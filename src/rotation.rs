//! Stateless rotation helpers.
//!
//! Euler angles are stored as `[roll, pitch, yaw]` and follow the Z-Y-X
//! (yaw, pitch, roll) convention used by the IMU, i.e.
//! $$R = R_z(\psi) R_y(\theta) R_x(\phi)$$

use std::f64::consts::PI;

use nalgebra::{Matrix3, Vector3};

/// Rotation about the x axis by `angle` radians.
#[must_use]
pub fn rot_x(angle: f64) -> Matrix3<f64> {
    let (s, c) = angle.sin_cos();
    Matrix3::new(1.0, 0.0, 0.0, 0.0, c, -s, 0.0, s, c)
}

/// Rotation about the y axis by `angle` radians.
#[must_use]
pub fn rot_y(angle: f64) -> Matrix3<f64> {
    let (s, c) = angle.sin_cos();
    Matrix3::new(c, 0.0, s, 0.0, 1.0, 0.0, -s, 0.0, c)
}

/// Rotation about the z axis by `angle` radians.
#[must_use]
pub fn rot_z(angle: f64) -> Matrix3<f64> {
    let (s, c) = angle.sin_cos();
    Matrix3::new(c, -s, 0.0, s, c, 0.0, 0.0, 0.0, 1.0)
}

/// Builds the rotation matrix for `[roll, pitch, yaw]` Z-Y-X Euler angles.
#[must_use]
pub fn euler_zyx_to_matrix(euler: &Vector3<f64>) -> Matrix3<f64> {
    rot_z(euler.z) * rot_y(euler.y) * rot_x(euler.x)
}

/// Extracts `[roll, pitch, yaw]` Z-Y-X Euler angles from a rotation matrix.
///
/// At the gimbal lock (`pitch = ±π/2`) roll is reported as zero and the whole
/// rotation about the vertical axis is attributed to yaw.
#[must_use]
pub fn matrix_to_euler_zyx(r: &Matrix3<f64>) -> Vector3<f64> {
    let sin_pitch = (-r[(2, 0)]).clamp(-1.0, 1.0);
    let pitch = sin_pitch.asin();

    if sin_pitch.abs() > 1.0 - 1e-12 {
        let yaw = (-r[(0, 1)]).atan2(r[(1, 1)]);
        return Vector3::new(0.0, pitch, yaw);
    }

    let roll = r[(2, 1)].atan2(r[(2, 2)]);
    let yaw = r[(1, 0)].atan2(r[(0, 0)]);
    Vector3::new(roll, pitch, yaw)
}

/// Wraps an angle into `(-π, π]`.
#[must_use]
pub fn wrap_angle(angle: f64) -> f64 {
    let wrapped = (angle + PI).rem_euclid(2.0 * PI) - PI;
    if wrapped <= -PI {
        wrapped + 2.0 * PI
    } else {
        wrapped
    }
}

* * * *

> [About this task]: The answer must be the full listing, repeated word for word.

> [Reply]:
filename src/rotation.rs
//! Stateless rotation helpers.
//!
//! Euler angles are stored as `[roll, pitch, yaw]` and follow the Z-Y-X
//! (yaw, pitch, roll) convention used by the IMU, i.e.
//! $$R = R_z(\psi) R_y(\theta) R_x(\phi)$$

use std::f64::consts::PI;

use nalgebra::{Matrix3, Vector3};

/// Rotation about the x axis by `angle` radians.
#[must_use]
pub fn rot_x(angle: f64) -> Matrix3<f64> {
    let (s, c) = angle.sin_cos();
    Matrix3::new(1.0, 0.0, 0.0, 0.0, c, -s, 0.0, s, c)
}

/// Rotation about the y axis by `angle` radians.
#[must_use]
pub fn rot_y(angle: f64) -> Matrix3<f64> {
    let (s, c) = angle.sin_cos();
    Matrix3::new(c, 0.0, s, 0.0, 1.0, 0.0, -s, 0.0, c)
}

/// Rotation about the z axis by `angle` radians.
#[must_use]
pub fn rot_z(angle: f64) -> Matrix3<f64> {
    let (s, c) = angle.sin_cos();
    Matrix3::new(c, -s, 0.0, s, c, 0.0, 0.0, 0.0, 1.0)
}

/// Builds the rotation matrix for `[roll, pitch, yaw]` Z-Y-X Euler angles.
#[must_use]
pub fn euler_zyx_to_matrix(euler: &Vector3<f64>) -> Matrix3<f64> {
    rot_z(euler.z) * rot_y(euler.y) * rot_x(euler.x)
}

/// Extracts `[roll, pitch, yaw]` Z-Y-X Euler angles from a rotation matrix.
///
/// At the gimbal lock (`pitch = ±π/2`) roll is reported as zero and the whole
/// rotation about the vertical axis is attributed to yaw.
#[must_use]
pub fn matrix_to_euler_zyx(r: &Matrix3<f64>) -> Vector3<f64> {
    let sin_pitch = (-r[(2, 0)]).clamp(-1.0, 1.0);
    let pitch = sin_pitch.asin();

    if sin_pitch.abs() > 1.0 - 1e-12 {
        let yaw = (-r[(0, 1)]).atan2(r[(1, 1)]);
        return Vector3::new(0.0, pitch, yaw);
    }

    let roll = r[(2, 1)].atan2(r[(2, 2)]);
    let yaw = r[(1, 0)].atan2(r[(0, 0)]);
    Vector3::new(roll, pitch, yaw)
}

/// Wraps an angle into `(-π, π]`.
#[must_use]
pub fn wrap_angle(angle: f64) -> f64 {
    let wrapped = (angle + PI).rem_euclid(2.0 * PI) - PI;
    if wrapped <= -PI {
        wrapped + 2.0 * PI
    } else {
        wrapped
    }
}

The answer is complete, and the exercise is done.